> _Exercise details_
The entries below contain a stretch that opens with the line containing "host-visible JSON tree." and closes with the line containing "let depth = depth + 1;"; set down that stretch exactly, both ends included, and nothing else.

::: Excerpted records

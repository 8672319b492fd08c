use crate::error::ScriptError;
use crate::object::{HostObject, Object};
use crate::sync::{shared, Arc, Shared};
use std::collections::HashMap;
use std::fmt;
use std::hash::{Hash, Hasher};

/// Depth after which `export` stops descending into containers.
pub const MAX_EXPORT_RECURSION: usize = 200;

/// Runtime tag of a value.
#[derive(Debug, Clone, Copy, PartialEq, Eq, Hash)]
pub enum ValueType {
    Null,
    Undefined,
    Int,
    Float,
    Bool,
    Rune,
    Bytes,
    String,
    Array,
    Map,
    Function,
    NativeFunction,
    Enum,
    Object,
}

impl fmt::Display for ValueType {
    fn fmt(&self, f: &mut fmt::Formatter<'_>) -> fmt::Result {
        let s = match self {
            ValueType::Null => "null",
            ValueType::Undefined => "undefined",
            ValueType::Int => "int",
            ValueType::Float => "float",
            ValueType::Bool => "bool",
            ValueType::Rune => "rune",
            ValueType::Bytes => "bytes",
            ValueType::String => "string",
            ValueType::Array => "array",
            ValueType::Map => "map",
            ValueType::Function => "function",
            ValueType::NativeFunction => "native function",
            ValueType::Enum => "enum",
            ValueType::Object => "object",
        };
        f.write_str(s)
    }
}

/// A runtime value.
///
/// Arrays and maps are shared by reference: `let b = a` aliases the same
/// container. `PartialEq`/`Hash` implement strict equality so values can be
/// used as map keys; loose equality is [`Value::equals`].
#[derive(Clone, Default)]
pub enum Value {
    #[default]
    Null,
    Undefined,
    Int(i64),
    Float(f64),
    Bool(bool),
    Rune(char),
    Bytes(Arc<[u8]>),
    String(Arc<str>),
    Array(Shared<Vec<Value>>),
    Map(Shared<HashMap<Value, Value>>),
    /// Index into the program's function table.
    Function(usize),
    /// Index into the native function registry.
    NativeFunction(usize),
    /// Index into the program's enum table.
    Enum(usize),
    Object(Object),
}

impl Value {
    pub fn array(items: Vec<Value>) -> Value {
        Value::Array(shared(items))
    }

    pub fn map(entries: HashMap<Value, Value>) -> Value {
        Value::Map(shared(entries))
    }

    pub fn string(s: impl AsRef<str>) -> Value {
        Value::String(Arc::from(s.as_ref()))
    }

    pub fn bytes(b: &[u8]) -> Value {
        Value::Bytes(Arc::from(b))
    }

    pub fn error(err: ScriptError) -> Value {
        Value::Object(Object::Error(Arc::new(err)))
    }

    pub fn host(obj: Arc<dyn HostObject>) -> Value {
        Value::Object(Object::Host(obj))
    }

    pub fn value_type(&self) -> ValueType {
        match self {
            Value::Null => ValueType::Null,
            Value::Undefined => ValueType::Undefined,
            Value::Int(_) => ValueType::Int,
            Value::Float(_) => ValueType::Float,
            Value::Bool(_) => ValueType::Bool,
            Value::Rune(_) => ValueType::Rune,
            Value::Bytes(_) => ValueType::Bytes,
            Value::String(_) => ValueType::String,
            Value::Array(_) => ValueType::Array,
            Value::Map(_) => ValueType::Map,
            Value::Function(_) => ValueType::Function,
            Value::NativeFunction(_) => ValueType::NativeFunction,
            Value::Enum(_) => ValueType::Enum,
            Value::Object(_) => ValueType::Object,
        }
    }

    /// Type name used in error messages; objects report their own name.
    pub fn type_name(&self) -> String {
        match self {
            Value::Object(o) => o.type_name().to_string(),
            v => v.value_type().to_string(),
        }
    }

    pub fn is_nil(&self) -> bool {
        matches!(self, Value::Null | Value::Undefined)
    }

    pub fn is_nil_or_empty(&self) -> bool {
        match self {
            Value::Null | Value::Undefined => true,
            Value::String(s) => s.is_empty(),
            _ => false,
        }
    }

    /// Truthiness used by conditional jumps.
    pub fn is_truthy(&self) -> bool {
        match self {
            Value::Bool(b) => *b,
            Value::Int(i) => *i != 0,
            Value::Float(f) => *f != 0.0,
            v => !v.is_nil_or_empty(),
        }
    }

    pub fn is_number(&self) -> bool {
        matches!(self, Value::Int(_) | Value::Float(_))
    }

    /// Integer coercion. Null and undefined are zero.
    pub fn to_int(&self) -> Option<i64> {
        match self {
            Value::Int(i) => Some(*i),
            Value::Float(f) => Some(*f as i64),
            Value::Rune(r) => Some(*r as i64),
            Value::Bool(b) => Some(*b as i64),
            Value::Null | Value::Undefined => Some(0),
            _ => None,
        }
    }

    pub fn to_float(&self) -> Option<f64> {
        match self {
            Value::Int(i) => Some(*i as f64),
            Value::Float(f) => Some(*f),
            Value::Rune(r) => Some(*r as u32 as f64),
            Value::Null | Value::Undefined => Some(0.0),
            _ => None,
        }
    }

    pub fn as_str(&self) -> Option<&str> {
        match self {
            Value::String(s) => Some(s),
            _ => None,
        }
    }

    pub fn as_error(&self) -> Option<&Arc<ScriptError>> {
        match self {
            Value::Object(Object::Error(e)) => Some(e),
            _ => None,
        }
    }

    /// Number of allocation units charged when the value is written.
    pub fn size(&self) -> usize {
        match self {
            Value::String(s) => s.len(),
            _ => 1,
        }
    }

    /// Strict equality: same tag and same representation.
    pub fn strict_equals(&self, other: &Value) -> bool {
        match (self, other) {
            (Value::Null, Value::Null) | (Value::Undefined, Value::Undefined) => true,
            (Value::Int(a), Value::Int(b)) => a == b,
            (Value::Float(a), Value::Float(b)) => a == b,
            (Value::Bool(a), Value::Bool(b)) => a == b,
            (Value::Rune(a), Value::Rune(b)) => a == b,
            (Value::String(a), Value::String(b)) => a == b,
            (Value::Bytes(a), Value::Bytes(b)) => a == b,
            (Value::Function(a), Value::Function(b))
            | (Value::NativeFunction(a), Value::NativeFunction(b))
            | (Value::Enum(a), Value::Enum(b)) => a == b,
            (Value::Array(a), Value::Array(b)) => Arc::ptr_eq(a, b),
            (Value::Map(a), Value::Map(b)) => Arc::ptr_eq(a, b),
            (Value::Object(a), Value::Object(b)) => a.same(b),
            _ => false,
        }
    }

    /// Loose equality with scripting-language coercions: null equals
    /// undefined, ints compare with floats numerically and with bools as 0/1,
    /// and a one-character string equals the matching rune.
    pub fn equals(&self, other: &Value) -> bool {
        match (self, other) {
            (Value::Null | Value::Undefined, Value::Null | Value::Undefined) => true,
            (Value::Int(a), Value::Float(b)) | (Value::Float(b), Value::Int(a)) => {
                *a as f64 == *b
            }
            (Value::Int(a), Value::Rune(r)) | (Value::Rune(r), Value::Int(a)) => {
                *a == *r as i64
            }
            (Value::Int(a), Value::Bool(b)) | (Value::Bool(b), Value::Int(a)) => {
                (*b && *a == 1) || (!*b && *a == 0)
            }
            (Value::String(s), Value::Rune(r)) | (Value::Rune(r), Value::String(s)) => {
                let mut chars = s.chars();
                chars.next() == Some(*r) && chars.next().is_none()
            }
            (Value::Object(Object::Host(h)), v) => self.strict_equals(other) || h.equals(v),
            (v, Value::Object(Object::Host(h))) => h.equals(v),
            _ => self.strict_equals(other),
        }
    }

    /// Exports the value into a host-visible JSON tree.
    pub fn export(&self, depth: usize) -> serde_json::Value {
        use serde_json::Value as Json;

        if depth > MAX_EXPORT_RECURSION {
            return Json::String("[Export Error: max recursion exceeded]".to_string());
        }
        let depth = depth + 1;

        match self {
            Value::Null | Value::Undefined => Json::Null,
            Value::Int(i) => Json::from(*i),
            Value::Float(f) => serde_json::Number::from_f64(*f)
                .map(Json::Number)
                .unwrap_or(Json::Null),
            Value::Bool(b) => Json::Bool(*b),
            Value::Rune(r) => Json::String(r.to_string()),
            Value::String(s) => Json::String(s.to_string()),
            Value::Bytes(b) => Json::Array(b.iter().map(|x| Json::from(*x)).collect()),
            Value::Array(a) => Json::Array(a.read().iter().map(|v| v.export(depth)).collect()),
            Value::Map(m) => Json::Object(
                m.read()
                    .iter()
                    .map(|(k, v)| (k.to_string(), v.export(depth)))
                    .collect(),
            ),
            Value::Enum(i) => Json::String(format!("[enum({})]", i)),
            Value::Function(i) => Json::String(format!("[function({})]", i)),
            Value::NativeFunction(i) => Json::String(format!("[native function({})]", i)),
            Value::Object(Object::Instance(inst)) => Json::Object(
                inst.read()
                    .fields
                    .iter()
                    .map(|(k, v)| (k.clone(), v.export(depth)))
                    .collect(),
            ),
            Value::Object(Object::Error(e)) => Json::String(e.message.clone()),
            Value::Object(Object::Host(h)) => h.export(depth),
            Value::Object(o) => Json::String(format!("[{}]", o.type_name())),
        }
    }
}

impl PartialEq for Value {
    fn eq(&self, other: &Self) -> bool {
        match (self, other) {
            // Bitwise so that NaN keys are usable and Eq stays reflexive.
            (Value::Float(a), Value::Float(b)) => a.to_bits() == b.to_bits(),
            _ => self.strict_equals(other),
        }
    }
}

impl Eq for Value {}

impl Hash for Value {
    fn hash<H: Hasher>(&self, state: &mut H) {
        std::mem::discriminant(self).hash(state);
        match self {
            Value::Null | Value::Undefined => {}
            Value::Int(i) => i.hash(state),
            Value::Float(f) => f.to_bits().hash(state),
            Value::Bool(b) => b.hash(state),
            Value::Rune(r) => r.hash(state),
            Value::Bytes(b) => b.hash(state),
            Value::String(s) => s.hash(state),
            Value::Array(a) => (Arc::as_ptr(a) as *const u8 as usize).hash(state),
            Value::Map(m) => (Arc::as_ptr(m) as *const u8 as usize).hash(state),
            Value::Function(i) | Value::NativeFunction(i) | Value::Enum(i) => i.hash(state),
            Value::Object(o) => o.identity().hash(state),
        }
    }
}

/// Formats a float with six decimals, trimming trailing zeros.
fn format_float(f: f64) -> String {
    let s = format!("{:.6}", f);
    match s.split_once('.') {
        Some((int, dec)) => {
            let dec = dec.trim_end_matches('0');
            if dec.is_empty() {
                int.to_string()
            } else {
                format!("{}.{}", int, dec)
            }
        }
        None => s,
    }
}

/// Chain of containers currently being formatted.
struct Path<'a> {
    id: usize,
    parent: Option<&'a Path<'a>>,
}

impl Path<'_> {
    fn contains(&self, id: usize) -> bool {
        self.id == id || self.parent.is_some_and(|p| p.contains(id))
    }
}

/// A value formatted inside one or more containers. Containers already on the
/// path, or nested deeper than `MAX_EXPORT_RECURSION`, print as `[...]`.
struct Nested<'a> {
    value: &'a Value,
    path: Option<&'a Path<'a>>,
    depth: usize,
}

fn nested<'a>(value: &'a Value, path: Option<&'a Path<'a>>, depth: usize) -> Nested<'a> {
    Nested { value, path, depth }
}

fn container_id(value: &Value) -> Option<usize> {
    match value {
        Value::Array(a) => Some(Arc::as_ptr(a) as *const () as usize),
        Value::Map(m) => Some(Arc::as_ptr(m) as *const () as usize),
        _ => None,
    }
}
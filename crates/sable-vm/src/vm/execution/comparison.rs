//! Comparison instruction execution

use crate::bytecode::Instruction;
use crate::error::VmError;
use crate::opcode::OpCode;
use crate::vm::ops::ValueOperations;
use crate::vm::result::ExecutionResult;
use crate::vm::Vm;
use sable_types::Value;

impl Vm {
    /// Execute comparison instructions
    pub(crate) fn execute_comparison(&mut self, instr: Instruction) -> Result<ExecutionResult, VmError> {
        let Instruction { opcode, a, b, c } = instr;
        let left = self.get(b)?;
        let right = self.get(c)?;

        let result = match opcode {
            OpCode::Equal => left.equals(&right),
            OpCode::NotEqual => !left.equals(&right),
            OpCode::StrictEqual => left.strict_equals(&right),
            OpCode::StrictNotEqual => !left.strict_equals(&right),
            OpCode::Less => ValueOperations::lt_values(&left, &right)?,
            OpCode::LessOrEqual => ValueOperations::le_values(&left, &right)?,
            _ => unreachable!("Non-comparison opcode in comparison handler"),
        };

        self.set(a, Value::Bool(result))?;
        Ok(ExecutionResult::Next)
    }
}
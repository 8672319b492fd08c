//! Bytecode debugging utilities
//!
//! Textual listings of a compiled [`Program`]. Used by the CLI
//! `disassemble` command and by tests that look at generated code.

use crate::bytecode::{Function, Program};
use sable_types::Value;
use std::fmt::Write;

const SEPARATOR: &str = "\n===============================================================";
const SUBSEPARATOR: &str = "\n---------------------------------------------------------------";

/// Full listing: attributes, functions, classes, enums and constants.
pub fn dump_program(p: &Program) -> String {
    let mut out = String::new();

    if !p.attributes.is_empty() {
        out.push_str(SEPARATOR);
        out.push_str("\nAttributes");
        out.push_str(SEPARATOR);
        for a in &p.attributes {
            let _ = write!(out, "\n {}", a);
        }
        out.push('\n');
    }

    if !p.functions.is_empty() {
        out.push_str(SEPARATOR);
        out.push_str("\nFunctions");
        out.push_str(SEPARATOR);
        for f in p.functions.iter().filter(|f| !f.is_class) {
            out.push_str(&dump_function(p, f));
        }
    }

    if !p.classes.is_empty() {
        out.push_str(SEPARATOR);
        out.push_str("\nClasses");
        out.push_str(SEPARATOR);
        for (i, c) in p.classes.iter().enumerate() {
            let _ = write!(out, "\n{}A Class {}", i, c.name);
            for &f in &c.functions {
                out.push_str(&dump_function(p, &p.functions[f]));
            }
        }
    }

    if !p.enums.is_empty() {
        out.push_str(SEPARATOR);
        out.push_str("\nEnums");
        out.push_str(SEPARATOR);
        for (i, e) in p.enums.iter().enumerate() {
            let _ = write!(out, "\n{}E {}", i, e.name);
            for (j, v) in e.values.iter().enumerate() {
                let k = p.constants.get(v.k_index).cloned().unwrap_or_default();
                let _ = write!(out, "\n  {:<5} {}={}", j, v.name, k);
            }
        }
        out.push('\n');
    }

    if !p.constants.is_empty() {
        out.push_str(SEPARATOR);
        out.push_str("\nConstants");
        out.push_str(SEPARATOR);
        out.push('\n');
        out.push_str(&dump_constants(p));
    }

    out.push('\n');
    out
}

/// One function: header, instructions with source lines, then registers.
pub fn dump_function(p: &Program, f: &Function) -> String {
    let mut out = String::new();

    let name = match f.class.and_then(|c| p.classes.get(c)) {
        Some(c) if f.is_class => format!("{}.{}", c.name, f.name),
        _ => f.name.clone(),
    };
    let _ = write!(out, "\n{}F {}", f.index, name);
    out.push_str(SUBSEPARATOR);

    if !f.attributes.is_empty() {
        out.push_str("\nAttributes");
        out.push_str(SUBSEPARATOR);
        for a in &f.attributes {
            let _ = write!(out, "\n {}", a);
        }
        out.push_str(SUBSEPARATOR);
    }

    for (pc, instr) in f.instructions.iter().enumerate() {
        let _ = write!(out, "\n  {:<5} {}", pc, instr);
        if pc < f.positions.len() {
            let _ = write!(out, "   ;   {}", p.to_trace_line(f.index, pc));
        }
    }

    let kind = if f.is_global { "G" } else { "L" };
    out.push('\n');
    for (i, r) in f.registers.iter().enumerate() {
        let end = r.end_pc.map(|e| e.to_string()).unwrap_or_default();
        let _ = write!(out, "\n  {}{} {} {}-{}", i, kind, r.name, r.start_pc, end);
    }
    out.push('\n');
    out
}

pub fn dump_constants(p: &Program) -> String {
    let mut out = String::new();
    for (i, k) in p.constants.iter().enumerate() {
        match k {
            Value::String(s) => {
                let s: String = s.chars().take(50).collect();
                let _ = writeln!(out, "{}K string {}", i, s.replace('\n', "\\n"));
            }
            k => {
                let _ = writeln!(out, "{}K {} {}", i, k.value_type(), k);
            }
        }
    }
    out
}

/// Function names with their first source line and, optionally, the
/// registers each one declares.
pub fn dump_registers(p: &Program, registers: bool) -> String {
    let mut out = String::new();

    if !p.classes.is_empty() {
        for (i, c) in p.classes.iter().enumerate() {
            let _ = write!(out, "\n{}A {}", i, c.name);
            let methods: Vec<&Function> = c.functions.iter().map(|&f| &p.functions[f]).collect();
            dump_names(&mut out, p, &methods, 1, registers);
        }
        out.push('\n');
    }

    let functions: Vec<&Function> = p.functions.iter().filter(|f| !f.is_class).collect();
    dump_names(&mut out, p, &functions, 0, registers);
    out.push('\n');
    out
}

fn dump_names(out: &mut String, p: &Program, functions: &[&Function], indent: usize, registers: bool) {
    let tabs = "\t".repeat(indent);
    for f in functions {
        let _ = write!(
            out,
            "\n{}{}F {}    {}",
            tabs,
            f.index,
            f.name,
            p.to_trace_line(f.index, 0)
        );
        if registers {
            let kind = if f.is_global { "G" } else { "L" };
            for (j, r) in f.registers.iter().enumerate() {
                let _ = write!(out, "\n{}\t{}{} {}", tabs, j, kind, r.name);
            }
        }
    }
}
//! Bytecode data model

mod address;
mod function;
mod program;

pub use address::{Address, AddressKind};
pub use function::{
    Class, EnumList, EnumValue, Field, Function, FunctionKind, Instruction, Position, Register,
};
pub use program::Program;
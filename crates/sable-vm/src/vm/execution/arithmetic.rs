//! Arithmetic instruction execution

use crate::bytecode::Instruction;
use crate::error::VmError;
use crate::opcode::OpCode;
use crate::vm::ops::ValueOperations;
use crate::vm::result::ExecutionResult;
use crate::vm::Vm;
use sable_types::Value;

impl Vm {
    /// Execute arithmetic instructions
    pub(crate) fn execute_arithmetic(&mut self, instr: Instruction) -> Result<ExecutionResult, VmError> {
        let Instruction { opcode, a, b, c } = instr;

        match opcode {
            OpCode::Inc | OpCode::Dec => {
                let delta = if opcode == OpCode::Inc { 1 } else { -1 };
                let value = self.get(a)?;
                let result = ValueOperations::step_value(&value, delta)?;
                self.set(a, result)?;
                Ok(ExecutionResult::Next)
            }

            OpCode::Unm => {
                let value = self.get(b)?;
                let result = ValueOperations::neg_value(&value)?;
                self.set(a, result)?;
                Ok(ExecutionResult::Next)
            }

            OpCode::Not => {
                let value = self.get(b)?;
                self.set(a, Value::Bool(!value.is_truthy()))?;
                Ok(ExecutionResult::Next)
            }

            OpCode::BitwiseNot => {
                let value = self.get(b)?;
                let result = ValueOperations::bit_not_value(&value)?;
                self.set(a, result)?;
                Ok(ExecutionResult::Next)
            }

            _ => {
                let left = self.get(b)?;
                let right = self.get(c)?;
                let result = match opcode {
                    OpCode::Add => ValueOperations::add_values(&left, &right)?,
                    OpCode::Subtract => ValueOperations::sub_values(&left, &right)?,
                    OpCode::Multiply => ValueOperations::mul_values(&left, &right)?,
                    OpCode::Divide => ValueOperations::div_values(&left, &right)?,
                    OpCode::Modulo => ValueOperations::mod_values(&left, &right)?,
                    OpCode::Exponentiate => ValueOperations::pow_values(&left, &right)?,
                    OpCode::BinaryOr => ValueOperations::bitwise(&left, &right, |x, y| x | y)?,
                    OpCode::And => ValueOperations::bitwise(&left, &right, |x, y| x & y)?,
                    OpCode::Xor => ValueOperations::bitwise(&left, &right, |x, y| x ^ y)?,
                    OpCode::LeftShift => ValueOperations::bitwise(&left, &right, ValueOperations::shl)?,
                    OpCode::RightShift => ValueOperations::bitwise(&left, &right, ValueOperations::shr)?,
                    _ => unreachable!("Non-arithmetic opcode in arithmetic handler"),
                };
                self.set(a, result)?;
                Ok(ExecutionResult::Next)
            }
        }
    }
}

::::::

> _Written reply_
    /// Exports the value into a host-visible JSON tree.
    pub fn export(&self, depth: usize) -> serde_json::Value {
        use serde_json::Value as Json;

        if depth > MAX_EXPORT_RECURSION {
            return Json::String("[Export Error: max recursion exceeded]".to_string());
        }
        let depth = depth + 1;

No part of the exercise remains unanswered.